En entame de cette réflexion, j’ai annoncé soutenir la thèse démontrée par Baraka avec une réserve non-moins inportante. Cette réserve résulte du climat politique de la RDC et de la quasi-existence de l’Etat. Les violations multiples de la Constitution et des lois par ceux qui sont censé les protéger et les faire appliquer sont quasi-endémiques en RDC. On a parfois comme l’impression que les « décideurs politiques », les officiers de l’« armée » et de « la police » rivalisent sur le terrain des violations des lois. Dans ce contexte, le juge – souvent au service du régime ou du lucre – tend à tordre la règle de droit avec parfois avec un mépris abasourdissant et déconcertant envers les sciences juridiques. Dans ce contexte, résoudre la quadrature du cercle ne semble-t-il pas plus facile que prouver l’existence du Congo en même temps comme une République et une démocratie ?  Depuis l’indépendance, plusieurs choses ont changé en RDC sauf la patrimonialisation de l’Etat et la personnification du pouvoir, réalités qui ont résisté à l’usure du temps.

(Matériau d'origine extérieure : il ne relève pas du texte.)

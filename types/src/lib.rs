//! Core domain types for Lookout.
//!
//! This crate contains pure domain types with no IO, no async, and minimal
//! dependencies. Everything here can be used from any layer of the
//! application.

mod registry;
pub mod ui;
mod view;

pub use registry::{OPERATIONS, OperationDescriptor, OperationKind, descriptor};
pub use view::{
    AirQualityView, CatView, DogView, JokeView, PanelView, PokemonView, RatesView, SunTimesView,
    WeatherView,
};

use thiserror::Error;

/// Failure of a single fetch-validate-format pass.
///
/// Every variant is terminal for the invocation that produced it and never
/// propagates beyond the panel that triggered the fetch.
#[derive(Debug, Clone, PartialEq, Eq, Error)]
pub enum ApiError {
    /// The transport could not complete the request (DNS, connect, body read).
    #[error("network error: {0}")]
    Network(String),
    /// The server answered with a non-success HTTP status.
    #[error("request failed ({0})")]
    RequestFailed(u16),
    /// The body was not the structured payload the operation declares.
    #[error("invalid response payload: {0}")]
    Parse(String),
    /// A required top-level field was absent or falsy.
    #[error("missing required field: {0}")]
    MissingField(String),
    /// The exchange-rate payload lacked the EUR or USD rate.
    #[error("rates missing in response")]
    MissingRate,
}

impl ApiError {
    pub fn missing_field(name: impl Into<String>) -> Self {
        Self::MissingField(name.into())
    }
}

/// Display state of one dashboard panel.
///
/// Transitions: `Idle -> Loading -> Ready | Failed`, and from any state back
/// to `Loading` on re-trigger. Every transition fully replaces the panel's
/// content.
#[derive(Debug, Clone, PartialEq)]
pub enum PanelState {
    /// Startup state; the panel shows its muted placeholder message.
    Idle,
    /// A fetch is in flight; the panel shows a spinner and a message.
    Loading,
    /// The last fetch produced a renderable view.
    Ready(PanelView),
    /// The last fetch failed; the panel shows the full error message.
    Failed(String),
}

impl PanelState {
    #[must_use]
    pub const fn is_loading(&self) -> bool {
        matches!(self, Self::Loading)
    }
}

#[cfg(test)]
mod tests {
    use super::ApiError;

    #[test]
    fn error_display_matches_user_facing_text() {
        assert_eq!(
            ApiError::RequestFailed(404).to_string(),
            "request failed (404)"
        );
        assert_eq!(
            ApiError::missing_field("message").to_string(),
            "missing required field: message"
        );
        assert_eq!(ApiError::MissingRate.to_string(), "rates missing in response");
    }

    #[test]
    fn network_error_embeds_transport_detail() {
        let err = ApiError::Network("connection refused".to_string());
        assert!(err.to_string().contains("connection refused"));
    }
}
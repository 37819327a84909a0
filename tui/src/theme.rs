//! Color theme and glyphs for the Lookout TUI.
//!
//! Uses a Kanagawa-inspired palette by default with an optional
//! high-contrast override.

use ratatui::style::Color;

use lookout_types::ui::UiOptions;

mod colors {
    use super::Color;

    pub const BG_PANEL: Color = Color::Rgb(31, 31, 40);
    pub const BG_BORDER: Color = Color::Rgb(84, 84, 109);

    pub const TEXT_PRIMARY: Color = Color::Rgb(220, 215, 186);
    pub const TEXT_MUTED: Color = Color::Rgb(114, 113, 105);

    pub const PRIMARY: Color = Color::Rgb(149, 127, 184);
    pub const ACCENT: Color = Color::Rgb(127, 180, 202);
    pub const SUCCESS: Color = Color::Rgb(152, 187, 108);
    pub const WARNING: Color = Color::Rgb(230, 195, 132);
    pub const ERROR: Color = Color::Rgb(255, 93, 98);
}

/// Resolved theme palette used by the UI.
#[derive(Debug, Clone, Copy)]
pub struct Palette {
    pub bg_panel: Color,
    pub bg_border: Color,
    pub text_primary: Color,
    pub text_muted: Color,
    pub primary: Color,
    pub accent: Color,
    pub success: Color,
    pub warning: Color,
    pub error: Color,
}

impl Palette {
    #[must_use]
    pub fn standard() -> Self {
        Self {
            bg_panel: colors::BG_PANEL,
            bg_border: colors::BG_BORDER,
            text_primary: colors::TEXT_PRIMARY,
            text_muted: colors::TEXT_MUTED,
            primary: colors::PRIMARY,
            accent: colors::ACCENT,
            success: colors::SUCCESS,
            warning: colors::WARNING,
            error: colors::ERROR,
        }
    }

    #[must_use]
    pub fn high_contrast() -> Self {
        Self {
            bg_panel: Color::Black,
            bg_border: Color::Gray,
            text_primary: Color::White,
            text_muted: Color::DarkGray,
            primary: Color::White,
            accent: Color::Cyan,
            success: Color::Green,
            warning: Color::Yellow,
            error: Color::Red,
        }
    }
}

#[must_use]
pub fn palette(options: UiOptions) -> Palette {
    if options.high_contrast {
        Palette::high_contrast()
    } else {
        Palette::standard()
    }
}

/// ASCII/Unicode glyphs for icons and spinners.
#[derive(Debug, Clone, Copy)]
pub struct Glyphs {
    pub failed: &'static str,
    pub bullet: &'static str,
    pub spinner_frames: &'static [&'static str],
}

const SPINNER_FRAMES: &[&str] = &["⠋", "⠙", "⠹", "⠸", "⠼", "⠴", "⠦", "⠧", "⠇", "⠏"];
const SPINNER_FRAMES_ASCII: &[&str] = &["|", "/", "-", "\\"];

#[must_use]
pub fn glyphs(options: UiOptions) -> Glyphs {
    if options.ascii_only {
        Glyphs {
            failed: "X",
            bullet: "*",
            spinner_frames: SPINNER_FRAMES_ASCII,
        }
    } else {
        Glyphs {
            failed: "✗",
            bullet: "•",
            spinner_frames: SPINNER_FRAMES,
        }
    }
}

/// When `reduced_motion` is enabled, returns a static glyph instead of
/// cycling.
#[must_use]
pub fn spinner_frame(tick: usize, options: UiOptions) -> &'static str {
    let frames = glyphs(options).spinner_frames;
    if options.reduced_motion {
        frames[0]
    } else {
        frames[tick % frames.len()]
    }
}
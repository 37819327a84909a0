//! Sunrise/sunset operation (sunrise-sunset.org).
//!
//! The service is queried with `formatted=0`, so sunrise, sunset and solar
//! noon arrive as ISO-8601 UTC timestamps and are converted to local
//! wall-clock time for display. `day_length` is passed through exactly as
//! reported (seconds when unformatted).

use chrono::{DateTime, Local};
use serde::Deserialize;
use serde_json::Value;

use lookout_types::{ApiError, SunTimesView};

use crate::{ProviderConfig, fetch_json, parse_payload, validate};

#[derive(Debug, Deserialize)]
struct SunTimesPayload {
    results: SunResults,
}

#[derive(Debug, Deserialize)]
struct SunResults {
    sunrise: String,
    sunset: String,
    solar_noon: String,
    day_length: Value,
}

/// Fetch today's sun times for the configured location.
pub async fn fetch_sun_times(config: &ProviderConfig) -> Result<SunTimesView, ApiError> {
    let loc = &config.location;
    let url = format!(
        "{}?lat={}&lng={}&formatted=0",
        config.endpoints.sun_times, loc.sun_latitude, loc.sun_longitude
    );

    let data = fetch_json(&url).await?;
    validate(&data, &["results"])?;
    let payload: SunTimesPayload = parse_payload(data)?;

    Ok(SunTimesView {
        city: loc.name.clone(),
        sunrise: to_local_time(&payload.results.sunrise)?,
        sunset: to_local_time(&payload.results.sunset)?,
        solar_noon: to_local_time(&payload.results.solar_noon)?,
        day_length: display_value(&payload.results.day_length),
    })
}

/// Convert an ISO-8601 timestamp to local `HH:MM:SS`.
fn to_local_time(iso: &str) -> Result<String, ApiError> {
    let parsed = DateTime::parse_from_rfc3339(iso)
        .map_err(|e| ApiError::Parse(format!("bad timestamp {iso:?}: {e}")))?;
    Ok(parsed.with_timezone(&Local).format("%H:%M:%S").to_string())
}

/// `day_length` is a number when unformatted and a string otherwise; show
/// either as-is.
fn display_value(value: &Value) -> String {
    match value {
        Value::String(s) => s.clone(),
        other => other.to_string(),
    }
}
//! Random joke operation (JokeAPI, safe mode).

use serde::Deserialize;

use lookout_types::{ApiError, JokeView};

use crate::{ProviderConfig, fetch_json, parse_payload, validate};

#[derive(Debug, Deserialize)]
struct JokePayload {
    #[serde(rename = "type")]
    kind: String,
    joke: Option<String>,
    setup: Option<String>,
    delivery: Option<String>,
}

/// Fetch a random joke. Single jokes carry one `joke` field; two-part jokes
/// carry `setup` and `delivery`.
pub async fn fetch_joke(config: &ProviderConfig) -> Result<JokeView, ApiError> {
    let data = fetch_json(&config.endpoints.joke).await?;
    validate(&data, &["type"])?;
    let payload: JokePayload = parse_payload(data)?;
    view_from_payload(payload)
}

fn view_from_payload(payload: JokePayload) -> Result<JokeView, ApiError> {
    if payload.kind == "single" {
        let joke = payload.joke.ok_or_else(|| ApiError::missing_field("joke"))?;
        Ok(JokeView::Single { joke })
    } else {
        let setup = payload
            .setup
            .ok_or_else(|| ApiError::missing_field("setup"))?;
        let delivery = payload
            .delivery
            .ok_or_else(|| ApiError::missing_field("delivery"))?;
        Ok(JokeView::TwoPart { setup, delivery })
    }
}

#[cfg(test)]
mod tests {
    use super::{JokePayload, view_from_payload};
    use lookout_types::{ApiError, JokeView};

    fn payload(kind: &str, joke: Option<&str>, setup: Option<&str>, delivery: Option<&str>) -> JokePayload {
        JokePayload {
            kind: kind.to_string(),
            joke: joke.map(ToString::to_string),
            setup: setup.map(ToString::to_string),
            delivery: delivery.map(ToString::to_string),
        }
    }

    #[test]
    fn single_joke_renders_the_joke_field() {
        let view = view_from_payload(payload("single", Some("X"), None, None)).unwrap();
        assert_eq!(view, JokeView::Single { joke: "X".to_string() });
    }

    #[test]
    fn twopart_joke_renders_setup_then_delivery() {
        let view = view_from_payload(payload("twopart", None, Some("A"), Some("B"))).unwrap();
        assert_eq!(
            view,
            JokeView::TwoPart {
                setup: "A".to_string(),
                delivery: "B".to_string()
            }
        );
    }

    #[test]
    fn twopart_joke_without_delivery_fails() {
        let err = view_from_payload(payload("twopart", None, Some("A"), None)).unwrap_err();
        assert_eq!(err, ApiError::missing_field("delivery"));
    }

    #[test]
    fn single_joke_without_text_fails() {
        let err = view_from_payload(payload("single", None, None, None)).unwrap_err();
        assert_eq!(err, ApiError::missing_field("joke"));
    }
}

Si la dictature est le trait qui caractérise tous les régimes qui se sont succédé en RDC depuis la « neutralisation » de Lumumba et de son gouvernement suivi de son assassinat, l’obsession de « posséder le Congo » ne peut qu’en être l’illustration parfaite. L’observation de l’agir des dirigeants congolais d’hier et d’aujourd’hui, à l’exception de Lumumba, poussent à considérer qu’ils ne sont mus que par une seule obsession : posséder le Congo. Il s’agit ici d’une possession au sens du droit romain (possidere) ; une possession qu’on peut transférer ou aliéner par simple traditio (mode de transfert de la propriété consistant dans la remise de la chose effectuée avec la volonté d’aliéner dans le chef de l’aliénateur et d’acquérir dans le chef de l’acquéreur) ; une possession qu’on peut léguer, donner, concéder, bref, une propriété au sens du droit civil avec tous les attributs y rattachés. Le Congo – avec sa dimension continentale (plus de 4 fois la France et l’Allemagne réunies) – a d’abord été – avec terres, hommes, animaux, arbres, air, lacs et rivières, poissons et oiseaux – une propriété privée du roi des belges Léopold II (1885-1908), une partie de son patrimoine, avant de la céder, comme tout autre bien, à la Belgique en 1908. A partir de l’assassinat de Lumumba, les régimes qui se sont succédé à la tête de la RDC se comportent comme des proconsuls ou mieux des préfets des intérêts des oligarchies occidentales faisant primer les intérêts étrangers sur ceux des congolais. Ceci s’explique par le fait que depuis les indépendances, l’accès et la conservation du pouvoir en RDC, comme dans plusieurs pays d’Afrique, dépend plus d’impératifs étrangers que de la volonté du peuple. Dans cette configuration, l’appartenance de la souveraineté nationale au peuple (article 5 de la Constitution) devient illusoire, les élections, une mise en scène.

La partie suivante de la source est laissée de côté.